[Data provided]

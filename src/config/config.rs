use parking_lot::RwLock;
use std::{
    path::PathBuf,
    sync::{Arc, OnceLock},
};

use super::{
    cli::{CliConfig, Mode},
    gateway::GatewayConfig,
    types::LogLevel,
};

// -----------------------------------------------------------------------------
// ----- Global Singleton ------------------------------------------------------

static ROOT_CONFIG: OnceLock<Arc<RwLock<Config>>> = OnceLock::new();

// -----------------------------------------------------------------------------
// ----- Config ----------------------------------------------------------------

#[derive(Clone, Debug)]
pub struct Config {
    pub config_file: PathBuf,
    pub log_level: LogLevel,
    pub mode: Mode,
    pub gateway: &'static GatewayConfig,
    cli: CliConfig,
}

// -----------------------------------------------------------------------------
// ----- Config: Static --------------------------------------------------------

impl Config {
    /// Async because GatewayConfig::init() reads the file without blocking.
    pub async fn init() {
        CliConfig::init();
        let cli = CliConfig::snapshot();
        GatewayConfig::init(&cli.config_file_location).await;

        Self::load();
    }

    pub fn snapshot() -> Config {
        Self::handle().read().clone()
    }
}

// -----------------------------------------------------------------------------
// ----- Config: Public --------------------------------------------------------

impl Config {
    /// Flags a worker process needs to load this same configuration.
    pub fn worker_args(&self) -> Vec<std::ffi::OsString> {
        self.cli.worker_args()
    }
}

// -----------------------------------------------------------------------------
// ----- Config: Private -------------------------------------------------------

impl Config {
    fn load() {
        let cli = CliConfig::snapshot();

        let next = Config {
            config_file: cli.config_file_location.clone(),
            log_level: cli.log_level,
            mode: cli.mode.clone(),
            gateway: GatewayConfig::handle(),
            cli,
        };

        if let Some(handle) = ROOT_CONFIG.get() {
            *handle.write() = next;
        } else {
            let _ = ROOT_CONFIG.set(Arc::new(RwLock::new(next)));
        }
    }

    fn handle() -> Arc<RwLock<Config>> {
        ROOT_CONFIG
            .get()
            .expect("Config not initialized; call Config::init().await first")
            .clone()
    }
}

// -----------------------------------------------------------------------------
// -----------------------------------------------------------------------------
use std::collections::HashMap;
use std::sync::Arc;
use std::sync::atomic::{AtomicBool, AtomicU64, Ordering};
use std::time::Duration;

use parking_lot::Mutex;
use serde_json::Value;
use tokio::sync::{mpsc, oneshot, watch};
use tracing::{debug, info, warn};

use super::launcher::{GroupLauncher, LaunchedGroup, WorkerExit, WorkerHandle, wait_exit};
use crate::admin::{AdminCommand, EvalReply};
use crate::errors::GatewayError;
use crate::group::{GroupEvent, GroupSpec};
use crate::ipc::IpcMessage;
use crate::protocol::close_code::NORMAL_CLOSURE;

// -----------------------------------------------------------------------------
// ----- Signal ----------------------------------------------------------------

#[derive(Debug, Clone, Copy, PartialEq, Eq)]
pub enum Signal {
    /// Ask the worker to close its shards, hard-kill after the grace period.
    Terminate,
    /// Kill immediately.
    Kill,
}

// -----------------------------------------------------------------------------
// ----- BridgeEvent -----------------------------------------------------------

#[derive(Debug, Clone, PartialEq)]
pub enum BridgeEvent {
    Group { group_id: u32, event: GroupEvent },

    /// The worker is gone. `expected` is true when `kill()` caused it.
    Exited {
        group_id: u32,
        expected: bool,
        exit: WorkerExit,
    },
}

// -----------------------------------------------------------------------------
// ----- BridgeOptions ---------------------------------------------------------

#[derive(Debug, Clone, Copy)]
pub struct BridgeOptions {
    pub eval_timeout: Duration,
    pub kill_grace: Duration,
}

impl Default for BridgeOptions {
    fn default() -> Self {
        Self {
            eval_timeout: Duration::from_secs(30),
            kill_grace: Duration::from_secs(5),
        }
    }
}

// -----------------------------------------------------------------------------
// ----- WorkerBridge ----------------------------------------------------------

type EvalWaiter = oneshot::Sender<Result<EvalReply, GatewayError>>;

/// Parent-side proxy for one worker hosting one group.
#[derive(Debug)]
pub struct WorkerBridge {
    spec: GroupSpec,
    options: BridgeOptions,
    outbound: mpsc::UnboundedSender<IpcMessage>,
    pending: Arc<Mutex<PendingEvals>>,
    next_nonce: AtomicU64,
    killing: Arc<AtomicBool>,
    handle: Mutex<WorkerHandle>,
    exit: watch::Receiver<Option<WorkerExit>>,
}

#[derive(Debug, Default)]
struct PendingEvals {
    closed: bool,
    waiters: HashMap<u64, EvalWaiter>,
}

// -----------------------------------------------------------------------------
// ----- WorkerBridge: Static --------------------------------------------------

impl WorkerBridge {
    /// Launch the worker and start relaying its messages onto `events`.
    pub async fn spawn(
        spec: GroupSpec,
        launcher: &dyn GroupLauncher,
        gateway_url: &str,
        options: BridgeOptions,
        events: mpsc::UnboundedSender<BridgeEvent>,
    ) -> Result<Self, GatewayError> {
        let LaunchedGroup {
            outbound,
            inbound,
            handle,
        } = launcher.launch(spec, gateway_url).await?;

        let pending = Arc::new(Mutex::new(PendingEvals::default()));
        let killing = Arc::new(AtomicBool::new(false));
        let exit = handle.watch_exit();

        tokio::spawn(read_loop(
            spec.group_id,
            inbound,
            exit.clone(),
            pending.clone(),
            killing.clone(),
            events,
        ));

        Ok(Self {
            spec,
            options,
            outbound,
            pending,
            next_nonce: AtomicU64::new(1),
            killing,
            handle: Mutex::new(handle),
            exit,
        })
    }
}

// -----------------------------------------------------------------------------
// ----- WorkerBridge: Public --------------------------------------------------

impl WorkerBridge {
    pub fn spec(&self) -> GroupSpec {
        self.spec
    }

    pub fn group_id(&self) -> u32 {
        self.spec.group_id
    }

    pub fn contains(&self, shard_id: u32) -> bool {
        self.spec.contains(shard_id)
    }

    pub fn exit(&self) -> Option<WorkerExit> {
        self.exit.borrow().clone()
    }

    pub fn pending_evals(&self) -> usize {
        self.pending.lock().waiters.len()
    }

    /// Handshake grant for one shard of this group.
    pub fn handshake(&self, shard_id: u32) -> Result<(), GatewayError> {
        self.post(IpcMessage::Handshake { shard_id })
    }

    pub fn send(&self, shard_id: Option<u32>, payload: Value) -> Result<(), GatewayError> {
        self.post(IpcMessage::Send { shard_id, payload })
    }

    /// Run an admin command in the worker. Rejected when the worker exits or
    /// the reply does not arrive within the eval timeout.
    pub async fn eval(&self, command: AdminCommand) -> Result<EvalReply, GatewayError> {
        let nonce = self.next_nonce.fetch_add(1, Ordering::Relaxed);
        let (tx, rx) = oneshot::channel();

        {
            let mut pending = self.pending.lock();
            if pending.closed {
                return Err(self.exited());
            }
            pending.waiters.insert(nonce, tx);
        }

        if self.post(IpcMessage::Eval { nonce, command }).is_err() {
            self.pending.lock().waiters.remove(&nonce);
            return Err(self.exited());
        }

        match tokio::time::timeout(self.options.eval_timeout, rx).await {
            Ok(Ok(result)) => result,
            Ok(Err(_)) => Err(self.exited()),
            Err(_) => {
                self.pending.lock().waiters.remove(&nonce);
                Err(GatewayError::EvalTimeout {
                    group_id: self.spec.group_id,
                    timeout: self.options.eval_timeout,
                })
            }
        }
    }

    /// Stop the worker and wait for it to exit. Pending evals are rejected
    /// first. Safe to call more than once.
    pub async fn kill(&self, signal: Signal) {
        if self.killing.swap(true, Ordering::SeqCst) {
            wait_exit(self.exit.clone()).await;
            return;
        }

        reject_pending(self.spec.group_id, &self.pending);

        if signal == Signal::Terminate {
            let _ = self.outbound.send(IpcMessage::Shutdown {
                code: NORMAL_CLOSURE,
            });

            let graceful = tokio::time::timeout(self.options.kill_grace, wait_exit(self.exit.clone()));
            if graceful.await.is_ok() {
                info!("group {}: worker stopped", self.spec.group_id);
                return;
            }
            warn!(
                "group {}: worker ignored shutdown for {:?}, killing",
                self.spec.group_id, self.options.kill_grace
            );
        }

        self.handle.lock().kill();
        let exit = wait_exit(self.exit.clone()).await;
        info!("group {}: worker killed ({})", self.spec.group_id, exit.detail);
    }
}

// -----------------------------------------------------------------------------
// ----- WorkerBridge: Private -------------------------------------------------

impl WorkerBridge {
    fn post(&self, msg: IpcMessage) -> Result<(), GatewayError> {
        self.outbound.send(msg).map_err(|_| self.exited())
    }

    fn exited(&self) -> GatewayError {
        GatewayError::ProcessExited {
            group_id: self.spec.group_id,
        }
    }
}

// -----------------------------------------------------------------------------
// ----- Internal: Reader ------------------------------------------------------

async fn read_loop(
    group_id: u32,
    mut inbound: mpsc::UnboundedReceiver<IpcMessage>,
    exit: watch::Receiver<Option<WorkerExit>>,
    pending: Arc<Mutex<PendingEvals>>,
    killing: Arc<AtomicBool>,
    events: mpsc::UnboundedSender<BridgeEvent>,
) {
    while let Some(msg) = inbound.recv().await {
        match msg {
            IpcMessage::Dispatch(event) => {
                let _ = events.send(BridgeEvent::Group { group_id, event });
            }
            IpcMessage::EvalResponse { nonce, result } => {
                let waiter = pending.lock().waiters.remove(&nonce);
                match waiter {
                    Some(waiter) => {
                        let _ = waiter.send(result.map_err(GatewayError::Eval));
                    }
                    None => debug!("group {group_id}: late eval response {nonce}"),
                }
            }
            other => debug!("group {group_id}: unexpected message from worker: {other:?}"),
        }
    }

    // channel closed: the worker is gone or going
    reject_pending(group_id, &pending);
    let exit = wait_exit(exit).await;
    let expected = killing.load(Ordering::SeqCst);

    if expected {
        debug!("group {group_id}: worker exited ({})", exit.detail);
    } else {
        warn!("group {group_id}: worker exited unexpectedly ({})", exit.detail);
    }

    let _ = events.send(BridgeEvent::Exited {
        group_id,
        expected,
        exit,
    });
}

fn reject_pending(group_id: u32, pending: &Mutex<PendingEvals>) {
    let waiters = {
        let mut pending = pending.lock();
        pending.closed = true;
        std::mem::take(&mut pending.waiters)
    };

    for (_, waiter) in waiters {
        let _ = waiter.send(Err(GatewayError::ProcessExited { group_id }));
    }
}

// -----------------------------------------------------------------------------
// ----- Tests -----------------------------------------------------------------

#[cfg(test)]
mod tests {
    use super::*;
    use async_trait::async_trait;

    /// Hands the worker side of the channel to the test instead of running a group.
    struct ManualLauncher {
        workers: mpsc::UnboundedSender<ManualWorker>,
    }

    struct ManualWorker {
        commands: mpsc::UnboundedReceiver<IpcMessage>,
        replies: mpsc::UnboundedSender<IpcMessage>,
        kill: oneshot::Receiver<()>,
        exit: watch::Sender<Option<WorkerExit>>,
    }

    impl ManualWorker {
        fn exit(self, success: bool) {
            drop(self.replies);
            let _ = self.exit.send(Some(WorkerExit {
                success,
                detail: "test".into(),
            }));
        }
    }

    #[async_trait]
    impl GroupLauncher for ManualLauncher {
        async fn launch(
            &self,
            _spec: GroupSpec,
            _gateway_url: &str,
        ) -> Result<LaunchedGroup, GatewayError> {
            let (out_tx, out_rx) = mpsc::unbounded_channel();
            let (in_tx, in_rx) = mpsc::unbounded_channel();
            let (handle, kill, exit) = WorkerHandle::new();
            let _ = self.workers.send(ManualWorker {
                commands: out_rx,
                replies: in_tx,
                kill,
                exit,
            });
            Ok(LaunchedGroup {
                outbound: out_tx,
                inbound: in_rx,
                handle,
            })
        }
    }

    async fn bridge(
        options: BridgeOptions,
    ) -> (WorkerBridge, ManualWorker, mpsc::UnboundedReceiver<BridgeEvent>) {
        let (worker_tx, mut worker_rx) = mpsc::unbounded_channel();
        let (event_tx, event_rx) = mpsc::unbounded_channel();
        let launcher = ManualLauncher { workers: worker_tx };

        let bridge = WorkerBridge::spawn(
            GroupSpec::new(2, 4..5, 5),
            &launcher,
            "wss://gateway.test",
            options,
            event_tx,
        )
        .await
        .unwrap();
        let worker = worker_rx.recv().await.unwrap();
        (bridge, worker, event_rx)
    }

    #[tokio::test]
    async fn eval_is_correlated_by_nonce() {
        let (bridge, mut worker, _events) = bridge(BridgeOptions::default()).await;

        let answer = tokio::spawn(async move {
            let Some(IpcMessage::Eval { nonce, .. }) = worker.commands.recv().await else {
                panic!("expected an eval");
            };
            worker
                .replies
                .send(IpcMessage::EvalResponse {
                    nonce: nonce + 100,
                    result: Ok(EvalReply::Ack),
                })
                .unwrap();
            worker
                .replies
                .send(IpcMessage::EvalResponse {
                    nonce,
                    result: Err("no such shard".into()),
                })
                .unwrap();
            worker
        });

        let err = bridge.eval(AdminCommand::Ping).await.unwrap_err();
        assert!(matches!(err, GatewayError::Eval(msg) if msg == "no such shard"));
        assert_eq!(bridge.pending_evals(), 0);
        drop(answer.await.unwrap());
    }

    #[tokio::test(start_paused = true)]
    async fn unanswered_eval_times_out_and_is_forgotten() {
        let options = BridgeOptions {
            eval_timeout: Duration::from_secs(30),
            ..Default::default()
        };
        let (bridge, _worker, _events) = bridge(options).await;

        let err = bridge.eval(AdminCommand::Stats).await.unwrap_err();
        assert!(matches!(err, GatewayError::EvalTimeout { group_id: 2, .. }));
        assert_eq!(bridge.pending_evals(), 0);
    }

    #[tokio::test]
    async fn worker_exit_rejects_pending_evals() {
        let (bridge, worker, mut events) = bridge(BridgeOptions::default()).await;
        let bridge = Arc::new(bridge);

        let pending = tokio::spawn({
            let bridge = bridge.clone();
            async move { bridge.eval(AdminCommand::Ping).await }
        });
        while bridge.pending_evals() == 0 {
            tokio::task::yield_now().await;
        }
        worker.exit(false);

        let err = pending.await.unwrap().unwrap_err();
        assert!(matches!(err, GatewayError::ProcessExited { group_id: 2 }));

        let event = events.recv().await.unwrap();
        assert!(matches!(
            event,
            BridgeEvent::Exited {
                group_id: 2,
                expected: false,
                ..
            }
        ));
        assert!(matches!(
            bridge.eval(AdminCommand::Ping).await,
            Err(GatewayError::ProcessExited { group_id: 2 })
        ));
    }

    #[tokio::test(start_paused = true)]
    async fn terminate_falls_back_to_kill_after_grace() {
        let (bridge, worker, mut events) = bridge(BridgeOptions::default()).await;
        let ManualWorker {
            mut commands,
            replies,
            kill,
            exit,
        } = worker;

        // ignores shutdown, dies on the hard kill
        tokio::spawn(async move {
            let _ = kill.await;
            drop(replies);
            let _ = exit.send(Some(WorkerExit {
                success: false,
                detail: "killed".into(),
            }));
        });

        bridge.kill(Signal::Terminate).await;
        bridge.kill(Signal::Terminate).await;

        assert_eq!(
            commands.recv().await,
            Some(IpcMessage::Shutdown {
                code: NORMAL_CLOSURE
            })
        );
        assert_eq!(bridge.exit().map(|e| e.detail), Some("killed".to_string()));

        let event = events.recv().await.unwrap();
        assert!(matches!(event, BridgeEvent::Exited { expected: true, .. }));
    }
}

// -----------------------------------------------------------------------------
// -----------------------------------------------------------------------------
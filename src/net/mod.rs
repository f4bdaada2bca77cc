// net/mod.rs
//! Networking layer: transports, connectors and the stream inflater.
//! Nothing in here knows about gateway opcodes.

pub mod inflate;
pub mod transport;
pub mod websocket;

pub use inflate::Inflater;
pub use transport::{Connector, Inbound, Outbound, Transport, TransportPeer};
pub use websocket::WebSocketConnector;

[/Data provided]

### What to produce
Extract all lines from the data in which "while" is found.

### Your solution
    while let Some(msg) = inbound.recv().await {
        while bridge.pending_evals() == 0 {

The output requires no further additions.